## WHAT IS BEING ASKED
Show, in full, each line of the data that contains "None".

· · · ·

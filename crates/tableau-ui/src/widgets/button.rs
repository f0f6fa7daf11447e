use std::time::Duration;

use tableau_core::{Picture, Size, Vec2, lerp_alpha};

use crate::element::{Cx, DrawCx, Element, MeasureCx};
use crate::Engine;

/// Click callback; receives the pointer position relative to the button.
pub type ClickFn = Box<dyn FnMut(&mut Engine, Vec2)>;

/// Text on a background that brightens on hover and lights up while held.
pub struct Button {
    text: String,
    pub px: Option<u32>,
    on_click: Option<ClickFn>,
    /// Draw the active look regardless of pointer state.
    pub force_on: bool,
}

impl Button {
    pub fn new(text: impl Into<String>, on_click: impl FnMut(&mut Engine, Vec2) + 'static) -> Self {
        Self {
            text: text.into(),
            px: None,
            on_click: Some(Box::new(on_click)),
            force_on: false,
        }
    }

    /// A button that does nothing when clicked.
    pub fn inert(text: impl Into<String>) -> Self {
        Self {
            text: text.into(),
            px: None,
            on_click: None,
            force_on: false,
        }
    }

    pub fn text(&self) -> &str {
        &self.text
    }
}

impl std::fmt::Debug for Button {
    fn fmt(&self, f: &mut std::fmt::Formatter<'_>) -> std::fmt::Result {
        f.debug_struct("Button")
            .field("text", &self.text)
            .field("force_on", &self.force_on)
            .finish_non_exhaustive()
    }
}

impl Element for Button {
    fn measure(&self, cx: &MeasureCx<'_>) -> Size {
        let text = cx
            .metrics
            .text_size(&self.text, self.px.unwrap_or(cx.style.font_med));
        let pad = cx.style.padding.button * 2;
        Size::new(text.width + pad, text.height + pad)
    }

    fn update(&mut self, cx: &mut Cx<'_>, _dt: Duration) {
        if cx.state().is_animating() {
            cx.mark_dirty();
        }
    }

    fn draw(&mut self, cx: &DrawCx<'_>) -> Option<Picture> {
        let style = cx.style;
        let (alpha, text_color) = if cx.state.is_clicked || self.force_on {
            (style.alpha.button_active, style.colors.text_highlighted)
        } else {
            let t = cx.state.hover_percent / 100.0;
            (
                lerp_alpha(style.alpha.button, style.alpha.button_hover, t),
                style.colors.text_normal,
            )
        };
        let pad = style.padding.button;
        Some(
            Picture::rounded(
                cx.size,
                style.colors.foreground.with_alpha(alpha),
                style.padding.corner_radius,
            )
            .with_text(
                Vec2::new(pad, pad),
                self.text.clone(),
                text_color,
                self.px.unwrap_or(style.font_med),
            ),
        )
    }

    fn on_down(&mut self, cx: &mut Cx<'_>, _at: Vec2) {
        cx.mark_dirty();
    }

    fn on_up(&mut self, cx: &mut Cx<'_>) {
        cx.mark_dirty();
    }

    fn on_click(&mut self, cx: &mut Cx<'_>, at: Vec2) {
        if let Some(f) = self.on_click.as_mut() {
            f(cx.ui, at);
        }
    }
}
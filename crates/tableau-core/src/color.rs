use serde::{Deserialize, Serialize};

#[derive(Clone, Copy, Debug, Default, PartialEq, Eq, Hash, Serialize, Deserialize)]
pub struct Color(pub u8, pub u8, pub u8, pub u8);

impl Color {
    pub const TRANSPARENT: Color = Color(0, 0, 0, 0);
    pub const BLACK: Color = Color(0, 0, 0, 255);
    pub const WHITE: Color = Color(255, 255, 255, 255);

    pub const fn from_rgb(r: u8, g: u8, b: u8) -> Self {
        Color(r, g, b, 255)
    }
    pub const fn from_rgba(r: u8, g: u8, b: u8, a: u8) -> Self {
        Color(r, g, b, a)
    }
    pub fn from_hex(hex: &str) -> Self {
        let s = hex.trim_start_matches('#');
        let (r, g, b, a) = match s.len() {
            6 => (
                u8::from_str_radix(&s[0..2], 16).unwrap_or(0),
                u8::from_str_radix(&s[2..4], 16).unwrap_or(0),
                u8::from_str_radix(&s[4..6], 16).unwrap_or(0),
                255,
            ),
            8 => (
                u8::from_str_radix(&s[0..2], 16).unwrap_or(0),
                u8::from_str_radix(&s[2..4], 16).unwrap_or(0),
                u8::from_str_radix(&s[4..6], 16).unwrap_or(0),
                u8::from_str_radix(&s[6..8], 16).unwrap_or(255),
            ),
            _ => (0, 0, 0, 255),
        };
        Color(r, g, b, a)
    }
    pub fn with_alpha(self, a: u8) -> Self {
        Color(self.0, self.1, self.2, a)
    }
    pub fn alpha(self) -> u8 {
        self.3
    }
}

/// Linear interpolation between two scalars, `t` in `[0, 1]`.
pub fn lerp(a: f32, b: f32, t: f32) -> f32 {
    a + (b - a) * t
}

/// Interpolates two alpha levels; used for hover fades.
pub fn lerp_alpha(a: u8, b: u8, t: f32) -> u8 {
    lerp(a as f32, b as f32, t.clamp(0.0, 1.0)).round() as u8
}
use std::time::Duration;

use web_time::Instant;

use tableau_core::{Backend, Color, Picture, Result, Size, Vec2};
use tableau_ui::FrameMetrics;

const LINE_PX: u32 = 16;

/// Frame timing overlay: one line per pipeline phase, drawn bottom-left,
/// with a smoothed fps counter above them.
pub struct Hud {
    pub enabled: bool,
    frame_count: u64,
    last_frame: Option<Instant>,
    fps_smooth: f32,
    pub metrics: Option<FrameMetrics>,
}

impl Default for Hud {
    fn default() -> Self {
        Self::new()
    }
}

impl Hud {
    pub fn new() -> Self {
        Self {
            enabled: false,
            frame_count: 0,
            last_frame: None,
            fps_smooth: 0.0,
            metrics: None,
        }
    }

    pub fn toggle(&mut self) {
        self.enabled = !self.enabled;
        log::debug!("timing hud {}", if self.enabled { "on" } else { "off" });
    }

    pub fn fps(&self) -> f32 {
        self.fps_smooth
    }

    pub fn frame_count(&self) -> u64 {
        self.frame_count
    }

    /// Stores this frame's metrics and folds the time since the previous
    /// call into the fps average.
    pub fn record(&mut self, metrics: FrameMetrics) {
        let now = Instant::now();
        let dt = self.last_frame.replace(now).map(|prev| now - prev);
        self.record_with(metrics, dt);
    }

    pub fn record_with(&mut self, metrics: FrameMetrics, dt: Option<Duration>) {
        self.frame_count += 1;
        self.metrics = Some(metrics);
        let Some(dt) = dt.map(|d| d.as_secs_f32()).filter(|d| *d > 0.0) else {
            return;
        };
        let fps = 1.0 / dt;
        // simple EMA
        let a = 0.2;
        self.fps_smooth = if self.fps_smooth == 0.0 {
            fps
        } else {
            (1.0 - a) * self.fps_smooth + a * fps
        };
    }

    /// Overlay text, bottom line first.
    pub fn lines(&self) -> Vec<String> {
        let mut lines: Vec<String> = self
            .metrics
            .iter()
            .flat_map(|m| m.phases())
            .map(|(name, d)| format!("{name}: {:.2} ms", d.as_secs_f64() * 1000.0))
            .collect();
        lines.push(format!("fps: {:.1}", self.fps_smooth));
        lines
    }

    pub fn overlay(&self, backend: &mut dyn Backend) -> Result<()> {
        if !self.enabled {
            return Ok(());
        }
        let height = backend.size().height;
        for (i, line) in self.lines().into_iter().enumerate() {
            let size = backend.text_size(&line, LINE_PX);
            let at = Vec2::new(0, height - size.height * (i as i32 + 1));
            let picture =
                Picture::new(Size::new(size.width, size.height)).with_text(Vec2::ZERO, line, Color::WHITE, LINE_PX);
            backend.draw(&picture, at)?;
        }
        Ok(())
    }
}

· · · ·

## EXERCISE RESPONSE
            px: None,
            px: None,
            on_click: None,
            last_frame: None,
            metrics: None,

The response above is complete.